*Problem requirements*.
Spot each line in the data below containing "Copies" and copy it.

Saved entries
****************
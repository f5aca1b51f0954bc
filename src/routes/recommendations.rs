use axum::{
    extract::{Query, State},
    Extension, Json,
};

use crate::{
    error::AppResult,
    middleware::RequestId,
    models::{RecommendationRequest, RecommendationResponse, RecommendedMovie},
    routes::AppState,
    routes::SharedState,
};

/// Handler for `GET /recommendations?title=..&k=..`
pub async fn recommend_query(
    State(state): State<SharedState>,
    Extension(request_id): Extension<RequestId>,
    Query(request): Query<RecommendationRequest>,
) -> AppResult<Json<RecommendationResponse>> {
    recommend_with_posters(&state, request_id, request).await.map(Json)
}

/// Handler for `POST /recommendations`
pub async fn recommend(
    State(state): State<SharedState>,
    Extension(request_id): Extension<RequestId>,
    Json(request): Json<RecommendationRequest>,
) -> AppResult<Json<RecommendationResponse>> {
    recommend_with_posters(&state, request_id, request).await.map(Json)
}

async fn recommend_with_posters(
    state: &AppState,
    request_id: RequestId,
    request: RecommendationRequest,
) -> AppResult<RecommendationResponse> {
    let k = state.recommender.resolve_k(request.k)?;

    tracing::info!(
        request_id = %request_id,
        title = %request.title,
        k,
        "Processing recommendation request"
    );

    let recommendations = state.recommender.recommend_k(&request.title, k)?;

    let movie_ids: Vec<i64> = recommendations.iter().map(|r| r.movie_id).collect();
    let posters = state.posters.poster_urls(&movie_ids).await;

    let recommendations: Vec<RecommendedMovie> = recommendations
        .into_iter()
        .zip(posters)
        .map(|(rec, poster_url)| RecommendedMovie::new(rec, poster_url))
        .collect();

    tracing::info!(
        request_id = %request_id,
        results = recommendations.len(),
        poster_provider = state.posters.provider_name(),
        "Recommendations completed"
    );

    Ok(RecommendationResponse {
        query: request.title,
        recommendations,
    })
}
use axum::response::Html;

const INDEX_HTML: &str = include_str!("../../static/index.html");

/// The single-page UI; it drives the JSON API from the browser
pub async fn index() -> Html<&'static str> {
    Html(INDEX_HTML)
}
/// Read-through caching for an async computation.
///
/// Returns the cached value for `$key` when present. Otherwise awaits `$block`,
/// queues the result for a background write with `$ttl` seconds to live, and
/// returns it. A failed cache read is logged and treated as a miss. Errors from
/// `$block` propagate with `?` and nothing is cached.
///
/// # Example
/// ```rust,ignore
/// let url: String = cached!(cache, CacheKey::Poster(movie_id), POSTER_CACHE_TTL, async move {
///     request_poster(movie_id).await
/// })?;
/// ```
#[macro_export]
macro_rules! cached {
    ($cache:expr, $key:expr, $ttl:expr, $block:expr) => {{
        let key = $key;
        match $cache.get_from_cache(&key).await {
            Ok(Some(cached)) => Ok(cached),
            lookup => {
                if let Err(e) = lookup {
                    tracing::warn!(error = %e, key = %key, "Cache read failed, treating as miss");
                }
                let value = $block.await?;
                $cache.set_in_background(&key, &value, $ttl);
                Ok(value)
            }
        }
    }};
}
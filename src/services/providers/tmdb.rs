/// TMDB poster provider
///
/// Looks a movie up by its TMDB ID and joins the returned `poster_path` onto the
/// image CDN base URL.
///
/// API Flow:
/// 1. Details: /movie/{movie_id}?api_key=..&language=en-US → `poster_path`
/// 2. Image:   {poster_base_url}{poster_path}
use crate::{
    cached,
    db::{Cache, CacheKey},
    error::{AppError, AppResult},
    services::providers::PosterProvider,
};
use reqwest::Client as HttpClient;
use serde::Deserialize;
use std::time::Duration;

const POSTER_CACHE_TTL: u64 = 604800; // 1 week
const LANGUAGE: &str = "en-US";

/// The subset of TMDB's movie details response we read
#[derive(Debug, Deserialize)]
struct TmdbMovie {
    #[serde(default)]
    poster_path: Option<String>,
}

#[derive(Clone)]
pub struct TmdbProvider {
    http_client: HttpClient,
    api_key: Option<String>,
    api_url: String,
    poster_base_url: String,
    cache: Option<Cache>,
}

impl TmdbProvider {
    pub fn new(
        api_key: Option<String>,
        api_url: String,
        poster_base_url: String,
        timeout: Duration,
    ) -> AppResult<Self> {
        let http_client = HttpClient::builder().timeout(timeout).build()?;

        Ok(Self {
            http_client,
            api_key,
            api_url: api_url.trim_end_matches('/').to_string(),
            poster_base_url,
            cache: None,
        })
    }

    /// Caches resolved poster URLs in Redis
    pub fn with_cache(mut self, cache: Cache) -> Self {
        self.cache = Some(cache);
        self
    }

    /// Joins a TMDB poster path onto the image base URL
    fn poster_url(&self, poster_path: &str) -> String {
        format!(
            "{}/{}",
            self.poster_base_url.trim_end_matches('/'),
            poster_path.trim_start_matches('/')
        )
    }

    async fn request_poster(&self, api_key: &str, movie_id: i64) -> AppResult<String> {
        let url = format!("{}/movie/{}", self.api_url, movie_id);

        let response = self
            .http_client
            .get(&url)
            .query(&[("api_key", api_key), ("language", LANGUAGE)])
            .send()
            .await?;

        if !response.status().is_success() {
            let status = response.status();
            return Err(AppError::PosterFetch(format!(
                "TMDB API returned status {} for movie {}",
                status, movie_id
            )));
        }

        let body = response.text().await?;
        let movie: TmdbMovie = serde_json::from_str(&body).map_err(|e| {
            tracing::debug!(error = %e, response = %body, "Failed to deserialize TMDB response");
            AppError::PosterFetch(format!("Failed to parse TMDB response: {}", e))
        })?;

        let poster_path = movie
            .poster_path
            .filter(|path| !path.trim().is_empty())
            .ok_or_else(|| {
                AppError::PosterFetch(format!("TMDB has no poster_path for movie {}", movie_id))
            })?;

        let poster_url = self.poster_url(&poster_path);

        tracing::debug!(
            movie_id = movie_id,
            poster_url = %poster_url,
            provider = "tmdb",
            "Poster fetched"
        );

        Ok(poster_url)
    }
}

#[async_trait::async_trait]
impl PosterProvider for TmdbProvider {
    async fn fetch_poster(&self, movie_id: i64) -> AppResult<String> {
        let api_key = self
            .api_key
            .as_deref()
            .ok_or_else(|| AppError::PosterFetch("TMDB API key not configured".to_string()))?;

        match &self.cache {
            Some(cache) => cached!(
                cache,
                CacheKey::Poster(movie_id),
                POSTER_CACHE_TTL,
                self.request_poster(api_key, movie_id)
            ),
            None => self.request_poster(api_key, movie_id).await,
        }
    }

    fn is_configured(&self) -> bool {
        self.api_key.is_some()
    }

    fn name(&self) -> &'static str {
        "tmdb"
    }
}
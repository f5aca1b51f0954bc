use axum::{extract::State, Json};

use crate::{models::Movie, routes::SharedState};

/// Every movie in table order, for populating the selector
pub async fn list(State(state): State<SharedState>) -> Json<Vec<Movie>> {
    Json(state.catalog().movies().as_slice().to_vec())
}
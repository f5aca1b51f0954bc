use std::{sync::Arc, time::Duration};

use anyhow::Context;
use tracing_subscriber::{layer::SubscriberExt, util::SubscriberInitExt, EnvFilter};

use cinematch::{
    config::Config,
    db::{create_redis_client, Cache, CacheWriterHandle, Catalog},
    error::AppError,
    routes::{create_router, AppState},
    services::{providers::TmdbProvider, PosterService, Recommender},
};

#[tokio::main]
async fn main() -> anyhow::Result<()> {
    tracing_subscriber::registry()
        .with(
            EnvFilter::try_from_default_env()
                .unwrap_or_else(|_| "cinematch=info,tower_http=info".into()),
        )
        .with(tracing_subscriber::fmt::layer())
        .init();

    let config = Config::from_env()?;

    let catalog = load_catalog(&config).await?;

    let (cache, cache_handle) = match &config.redis_url {
        Some(url) => {
            let (cache, handle) = Cache::new(create_redis_client(url)?);
            tracing::info!("Poster cache enabled");
            (Some(cache), Some(handle))
        }
        None => (None, None),
    };

    let mut provider = TmdbProvider::new(
        config.tmdb_api_key.clone(),
        config.tmdb_api_url.clone(),
        config.poster_base_url.clone(),
        Duration::from_secs(config.poster_timeout_secs),
    )?;
    if let Some(cache) = cache {
        provider = provider.with_cache(cache);
    }
    if config.tmdb_api_key.is_none() {
        tracing::warn!("TMDB_API_KEY not set, posters will use a placeholder image");
    }

    let state = Arc::new(AppState::new(
        Recommender::new(catalog, config.recommendation_count),
        PosterService::new(Arc::new(provider)),
    ));

    let app = create_router(state);

    let listener = tokio::net::TcpListener::bind(config.bind_addr())
        .await
        .with_context(|| format!("Failed to bind {}", config.bind_addr()))?;
    tracing::info!(address = %config.bind_addr(), "Server running");

    axum::serve(listener, app)
        .with_graceful_shutdown(shutdown_signal())
        .await?;

    shutdown_cache(cache_handle).await;

    Ok(())
}

/// Loads the movie table and similarity matrix off the async runtime
async fn load_catalog(config: &Config) -> anyhow::Result<Arc<Catalog>> {
    let movies_path = config.movies_path.clone();
    let similarity_path = config.similarity_path.clone();

    let loaded = tokio::task::spawn_blocking(move || Catalog::load(&movies_path, &similarity_path))
        .await
        .context("Catalog loading task failed")?;

    match loaded {
        Ok(catalog) => Ok(Arc::new(catalog)),
        Err(e @ AppError::DataLoad { .. }) => {
            tracing::error!(
                error = %e,
                movies_path = %config.movies_path,
                similarity_path = %config.similarity_path,
                "Required data files are missing or unreadable. Provide the movie table \
                 (MOVIES_PATH) and the similarity matrix (SIMILARITY_PATH)"
            );
            Err(e).context("Failed to load movie data")
        }
        Err(e) => Err(e.into()),
    }
}

async fn shutdown_cache(handle: Option<CacheWriterHandle>) {
    if let Some(handle) = handle {
        handle.shutdown().await;
    }
}

async fn shutdown_signal() {
    if let Err(e) = tokio::signal::ctrl_c().await {
        tracing::error!(error = %e, "Failed to listen for shutdown signal");
        std::future::pending::<()>().await;
    }
    tracing::info!("Shutdown signal received");
}
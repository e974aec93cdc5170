//! Position solver
use std::sync::Arc;

use log::{debug, error, warn};
use nalgebra::Vector2;

#[cfg(feature = "serde")]
use serde::Serialize;

use crate::{
    averager::Averager,
    cache::{canonical_order, CacheStatistics, DistanceKey, LaterationKey, ResultCache},
    cfg::Config,
    constants::RADIUS_FLOOR_KM,
    dedup::deduplicate,
    error::Error,
    metric::ErrorMetric,
    observation::{Measurement, Observation},
    optimizer::{Method, Minimizer},
    position::Coordinate,
    propagation::PropagationContext,
};

/// Estimated position of the mobile device
#[derive(Debug, Clone, Copy, PartialEq)]
#[cfg_attr(feature = "serde", derive(Serialize))]
pub struct PositionEstimate {
    /// Best fit [Coordinate]
    pub coordinate: Coordinate,
    /// Uncertainty radius (km), residual error plus [RADIUS_FLOOR_KM]
    pub radius_km: f64,
    /// False when the optimizer exited without meeting its tolerance:
    /// the best iterate is reported but should be considered low confidence.
    pub converged: bool,
    /// Number of towers that contributed
    pub towers: usize,
}

impl PositionEstimate {
    pub fn latitude(&self) -> f64 {
        self.coordinate.latitude
    }

    pub fn longitude(&self) -> f64 {
        self.coordinate.longitude
    }
}

/// [Solver] estimates positions from cell tower [Observation]s.
/// Distance and lateration results are memoized in caches shared
/// by every clone of this [Solver], so one instance can serve many threads.
#[derive(Debug, Clone, Default)]
pub struct Solver {
    distances: Arc<ResultCache<DistanceKey, f64>>,
    positions: Arc<ResultCache<LaterationKey, PositionEstimate>>,
}

impl Solver {
    /// Builds new [Solver] with empty caches
    pub fn new() -> Self {
        Self::default()
    }

    /// Estimated distance (km) to the tower of this [Observation].
    /// The carrier frequency is taken from the [PropagationContext] if defined,
    /// from the [Observation] channel otherwise.
    pub fn estimate_distance(
        &self,
        observation: &Observation,
        context: &PropagationContext,
    ) -> Result<f64, Error> {
        let frequency_mhz = match context.frequency_mhz {
            Some(frequency_mhz) => frequency_mhz,
            None => observation.frequency_mhz()?,
        };
        self.estimate_distance_dbm(observation.dbm(), frequency_mhz, context)
    }

    /// Estimated distance (km) to a transmitter received at this power (dBm),
    /// on this carrier frequency (MHz).
    pub fn estimate_distance_dbm(
        &self,
        dbm: f64,
        frequency_mhz: f64,
        context: &PropagationContext,
    ) -> Result<f64, Error> {
        let key = DistanceKey::new(&context.model, dbm, frequency_mhz, context.tx_power_dbm);
        self.distances
            .get_or_try_insert(key, || context.distance_km(dbm, frequency_mhz))
    }

    /// Estimates the position that best fits these [Measurement]s,
    /// by minimizing [ErrorMetric] with [Method].
    /// A single [Measurement] is returned as is (no optimization).
    pub fn laterate(
        &self,
        measurements: &[Measurement],
        metric: ErrorMetric,
        method: Method,
    ) -> Result<PositionEstimate, Error> {
        match measurements {
            [] => Err(Error::InsufficientData),
            [single] => Ok(PositionEstimate {
                coordinate: single.tower,
                radius_km: single.distance_km.max(RADIUS_FLOOR_KM),
                converged: true,
                towers: 1,
            }),
            _ => {
                let mut sorted = measurements.to_vec();
                canonical_order(&mut sorted);
                let key = LaterationKey::new(&sorted, metric, method);
                self.positions
                    .get_or_try_insert(key, || Self::optimize(&sorted, metric, method))
            },
        }
    }

    fn optimize(
        measurements: &[Measurement],
        metric: ErrorMetric,
        method: Method,
    ) -> Result<PositionEstimate, Error> {
        let initial = measurements
            .iter()
            .map(|m| &m.tower)
            .collect::<Averager>()
            .mean;

        let objective = |x: &Vector2<f64>| metric.evaluate(x[0], x[1], measurements);

        let minimum = Minimizer::new(method).minimize(objective, initial)?;

        let coordinate = Coordinate::wrapped(minimum.x[0], minimum.x[1]);
        let radius_km = minimum.value.abs() + RADIUS_FLOOR_KM;

        if !minimum.converged {
            warn!(
                "{}/{} - low confidence estimate {} (r={:.3}km)",
                metric, method, coordinate, radius_km
            );
        }

        Ok(PositionEstimate {
            coordinate,
            radius_km,
            converged: minimum.converged,
            towers: measurements.len(),
        })
    }

    /// Estimates the mobile position from raw [Observation]s, using this [Config].
    /// Unresolved towers are dropped, duplicates collapsed, then
    /// [Config::max_towers] are selected and converted to distances.
    pub fn estimate_position(
        &self,
        observations: &[Observation],
        cfg: &Config,
    ) -> Result<PositionEstimate, Error> {
        cfg.validate()?;

        let resolved = observations
            .iter()
            .filter(|obs| obs.tower.is_some())
            .copied()
            .collect::<Vec<_>>();

        if resolved.is_empty() {
            error!(
                "no resolved tower among {} observation(s)",
                observations.len()
            );
            return Err(Error::InsufficientData);
        }

        let unique = deduplicate(&resolved);
        let selected = cfg.selection.select(unique, cfg.max_towers);

        let mut measurements = Vec::with_capacity(selected.len());
        for obs in selected.iter() {
            let Some(tower) = obs.tower else {
                continue;
            };
            let distance_km = self.estimate_distance(obs, &cfg.propagation)?;
            measurements.push(Measurement::new(tower, distance_km));
        }

        let estimate = self.laterate(&measurements, cfg.metric, cfg.method)?;

        debug!(
            "{} - {} towers - {} r={:.3}km",
            cfg.label(),
            estimate.towers,
            estimate.coordinate,
            estimate.radius_km
        );

        Ok(estimate)
    }

    /// Distance cache usage
    pub fn distance_cache_statistics(&self) -> CacheStatistics {
        self.distances.statistics()
    }

    /// Position cache usage
    pub fn position_cache_statistics(&self) -> CacheStatistics {
        self.positions.statistics()
    }

    /// Drops all memoized results
    pub fn clear_cache(&self) {
        self.distances.clear();
        self.positions.clear();
    }
}
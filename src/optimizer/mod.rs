//! Local minimizers over the 2D (latitude, longitude) parameter space
use log::{debug, warn};
use nalgebra::Vector2;

use crate::{
    constants::{SOLVER_BOUNDS, SOLVER_MAX_ITERATIONS, SOLVER_TOLERANCE},
    error::Error,
};

#[cfg(feature = "serde")]
use serde::{Deserialize, Serialize};

mod bfgs;
mod cg;
mod line_search;
mod nelder_mead;
mod slsqp;

/// Optimization [Method]
#[derive(Default, Debug, Clone, Copy, PartialEq, Eq, Hash)]
#[cfg_attr(feature = "serde", derive(Serialize, Deserialize))]
pub enum Method {
    /// Quasi-Newton (BFGS) with box bounds, projected iterates.
    LBfgsB,
    /// Unconstrained quasi-Newton (BFGS).
    Bfgs,
    /// Unconstrained nonlinear conjugate gradient (Polak-Ribière).
    ConjugateGradient,
    /// Sequential quadratic programming with box bounds.
    Slsqp,
    /// Derivative-free downhill simplex.
    #[default]
    NelderMead,
}

impl std::fmt::Display for Method {
    fn fmt(&self, fmt: &mut std::fmt::Formatter) -> std::fmt::Result {
        match self {
            Self::LBfgsB => write!(fmt, "L-BFGS-B"),
            Self::Bfgs => write!(fmt, "BFGS"),
            Self::ConjugateGradient => write!(fmt, "CG"),
            Self::Slsqp => write!(fmt, "SLSQP"),
            Self::NelderMead => write!(fmt, "Nelder-Mead"),
        }
    }
}

impl std::str::FromStr for Method {
    type Err = Error;
    fn from_str(s: &str) -> Result<Self, Self::Err> {
        match s.trim().to_lowercase().replace('_', "-").as_str() {
            "l-bfgs-b" | "lbfgsb" => Ok(Self::LBfgsB),
            "bfgs" => Ok(Self::Bfgs),
            "cg" | "conjugate-gradient" => Ok(Self::ConjugateGradient),
            "slsqp" => Ok(Self::Slsqp),
            "nelder-mead" | "neldermead" | "simplex" => Ok(Self::NelderMead),
            _ => Err(Error::UnknownOptimizationMethod),
        }
    }
}

impl Method {
    /// All supported methods
    pub fn all() -> [Self; 5] {
        [
            Self::LBfgsB,
            Self::Bfgs,
            Self::ConjugateGradient,
            Self::Slsqp,
            Self::NelderMead,
        ]
    }

    /// True if this [Method] applies box [Bounds] on both parameters.
    pub fn is_bounded(&self) -> bool {
        matches!(self, Self::LBfgsB | Self::Slsqp)
    }
}

/// Box bounds, identical on both parameters.
#[derive(Debug, Clone, Copy, PartialEq)]
pub struct Bounds {
    pub lower: f64,
    pub upper: f64,
}

impl Default for Bounds {
    fn default() -> Self {
        Self {
            lower: SOLVER_BOUNDS.0,
            upper: SOLVER_BOUNDS.1,
        }
    }
}

impl Bounds {
    /// Projects onto the box
    pub(crate) fn project(&self, x: &Vector2<f64>) -> Vector2<f64> {
        x.map(|x_i| x_i.clamp(self.lower, self.upper))
    }

    /// Gradient with components pushing out of the box (on active bounds) cancelled
    pub(crate) fn projected_gradient(&self, x: &Vector2<f64>, g: &Vector2<f64>) -> Vector2<f64> {
        let mut pg = *g;
        for i in 0..2 {
            if (x[i] <= self.lower && g[i] > 0.0) || (x[i] >= self.upper && g[i] < 0.0) {
                pg[i] = 0.0;
            }
        }
        pg
    }
}

/// Local [Minimum] found by the [Minimizer]
#[derive(Debug, Clone, Copy, PartialEq)]
pub struct Minimum {
    /// Best iterate
    pub x: Vector2<f64>,
    /// Objective value at best iterate
    pub value: f64,
    /// Number of iterations performed
    pub iterations: usize,
    /// False if we exited without meeting the tolerance
    pub converged: bool,
}

/// [Minimizer] runs the selected [Method] on a 2D objective
#[derive(Debug, Clone, Copy, PartialEq)]
pub struct Minimizer {
    /// [Method] to use
    pub method: Method,
    /// Convergence tolerance
    pub tolerance: f64,
    /// Iteration cap
    pub max_iterations: usize,
    /// [Bounds] applied by bounded methods
    pub bounds: Bounds,
}

impl Minimizer {
    /// Builds new [Minimizer] with default tolerance, iteration cap and bounds.
    pub fn new(method: Method) -> Self {
        Self {
            method,
            tolerance: SOLVER_TOLERANCE,
            max_iterations: SOLVER_MAX_ITERATIONS,
            bounds: Bounds::default(),
        }
    }

    /// Copies and returns [Minimizer] with convergence tolerance
    pub fn with_tolerance(&self, tolerance: f64) -> Self {
        let mut s = *self;
        s.tolerance = tolerance;
        s
    }

    /// Copies and returns [Minimizer] with iteration cap
    pub fn with_max_iterations(&self, max_iterations: usize) -> Self {
        let mut s = *self;
        s.max_iterations = max_iterations;
        s
    }

    /// Minimizes `f` starting from `x0`. The best iterate is always returned,
    /// [Minimum::converged] tells whether tolerance was met.
    pub fn minimize<F: Fn(&Vector2<f64>) -> f64>(
        &self,
        f: F,
        x0: Vector2<f64>,
    ) -> Result<Minimum, Error> {
        let bounds = if self.method.is_bounded() {
            Some(&self.bounds)
        } else {
            None
        };

        let x0 = match bounds {
            Some(bounds) => bounds.project(&x0),
            None => x0,
        };

        if !f(&x0).is_finite() {
            return Err(Error::NonFiniteObjective);
        }

        let minimum = match self.method {
            Method::LBfgsB | Method::Bfgs => bfgs::minimize(self, &f, x0, bounds),
            Method::ConjugateGradient => cg::minimize(self, &f, x0),
            Method::Slsqp => slsqp::minimize(self, &f, x0, &self.bounds),
            Method::NelderMead => nelder_mead::minimize(self, &f, x0),
        };

        if minimum.converged {
            debug!(
                "{} - converged after {} iterations: x={:?} f={:.6}",
                self.method,
                minimum.iterations,
                minimum.x.as_slice(),
                minimum.value
            );
        } else {
            warn!(
                "{} - did not converge ({} iterations): x={:?} f={:.6}",
                self.method,
                minimum.iterations,
                minimum.x.as_slice(),
                minimum.value
            );
        }

        Ok(minimum)
    }
}
/// Speed of light in m.s⁻¹
pub const SPEED_OF_LIGHT_M_S: f64 = 299_792_458.0;

/// Received level offset: dBm = [RX_LEVEL_OFFSET_DBM] + level / 2
pub const RX_LEVEL_OFFSET_DBM: f64 = -113.0;

/// Maximal base station transmit power (mW) used as path loss reference.
pub const MAX_TX_POWER_MW: f64 = 20_000.0;

/// Default base station antenna height (meters)
pub const DEFAULT_BASE_HEIGHT_M: f64 = 80.0;

/// Default mobile station antenna height (meters)
pub const DEFAULT_MOBILE_HEIGHT_M: f64 = 3.0;

/// Towers closer than this (meters) are considered identical
pub const DUPLICATE_TOWER_THRESHOLD_M: f64 = 1.0;

/// Floor (km) added to the residual error to form the uncertainty radius
pub const RADIUS_FLOOR_KM: f64 = 0.1;

/// Optimizer convergence tolerance
pub const SOLVER_TOLERANCE: f64 = 1.0E-6;

/// Optimizer iteration cap
pub const SOLVER_MAX_ITERATIONS: usize = 100_000;

/// Box bounds applied by bounded optimization methods, on both parameters
pub const SOLVER_BOUNDS: (f64, f64) = (-90.0, 90.0);

/// ARFCN sentinel reported by modems when the channel is unknown
pub const ARFCN_UNKNOWN: u16 = u16::MAX;
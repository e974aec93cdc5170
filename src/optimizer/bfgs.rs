//! Quasi-Newton (BFGS) minimizer. When [Bounds] are defined, iterates are projected
//! onto the box and the active bounds are frozen (L-BFGS-B like behavior).
use nalgebra::{Matrix2, Vector2};

use super::{
    line_search::{converged, gradient, search},
    Bounds, Minimizer, Minimum,
};

/// Length of the very first step, in parameter units
const INITIAL_STEP: f64 = 1.0E-2;

fn initial_inverse_hessian(g: &Vector2<f64>) -> Matrix2<f64> {
    let norm = g.norm();
    let scale = if norm > 0.0 {
        (INITIAL_STEP / norm).min(1.0)
    } else {
        1.0
    };
    Matrix2::identity() * scale
}

/// Cancels direction components that would leave the box
fn freeze_active(bounds: Option<&Bounds>, x: &Vector2<f64>, p: &mut Vector2<f64>) {
    if let Some(bounds) = bounds {
        for i in 0..2 {
            if (x[i] <= bounds.lower && p[i] < 0.0) || (x[i] >= bounds.upper && p[i] > 0.0) {
                p[i] = 0.0;
            }
        }
    }
}

pub(crate) fn minimize<F: Fn(&Vector2<f64>) -> f64>(
    minimizer: &Minimizer,
    f: &F,
    x0: Vector2<f64>,
    bounds: Option<&Bounds>,
) -> Minimum {
    let tolerance = minimizer.tolerance;

    let mut x = x0;
    let mut fx = f(&x);
    let mut g = gradient(f, &x);
    let mut h = initial_inverse_hessian(&g);
    let mut updated = false;
    let mut stalled = 0;

    for iter in 0..minimizer.max_iterations {
        let pg = match bounds {
            Some(bounds) => bounds.projected_gradient(&x, &g),
            None => g,
        };

        if pg.amax() <= tolerance {
            return Minimum {
                x,
                value: fx,
                iterations: iter,
                converged: true,
            };
        }

        let mut p = -(h * pg);
        freeze_active(bounds, &x, &mut p);

        if p.dot(&pg) >= 0.0 {
            // lost positive definiteness: restart from steepest descent
            h = initial_inverse_hessian(&pg);
            updated = false;
            p = -(h * pg);
            freeze_active(bounds, &x, &mut p);
        }

        let step = match search(f, &x, fx, &g, &p, 1.0, bounds) {
            Some(step) => step,
            None => {
                return Minimum {
                    x,
                    value: fx,
                    iterations: iter,
                    converged: false,
                };
            },
        };

        let s = step.x - x;
        let g_new = gradient(f, &step.x);
        let y = g_new - g;
        let sy = s.dot(&y);

        if sy > 1.0E-12 * s.norm() * y.norm() {
            if !updated {
                h = Matrix2::identity() * (sy / y.dot(&y));
                updated = true;
            }
            let rho = 1.0 / sy;
            let id = Matrix2::<f64>::identity();
            h = (id - rho * s * y.transpose()) * h * (id - rho * y * s.transpose())
                + rho * s * s.transpose();
        }

        let done = converged(fx, step.fx, tolerance);

        x = step.x;
        fx = step.fx;
        g = g_new;

        if done {
            stalled += 1;
            if stalled > 1 {
                return Minimum {
                    x,
                    value: fx,
                    iterations: iter + 1,
                    converged: true,
                };
            }
        } else {
            stalled = 0;
        }
    }

    Minimum {
        x,
        value: fx,
        iterations: minimizer.max_iterations,
        converged: false,
    }
}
****************
*Task output*.
    /// Copies and returns [Minimizer] with convergence tolerance
    /// Copies and returns [Minimizer] with iteration cap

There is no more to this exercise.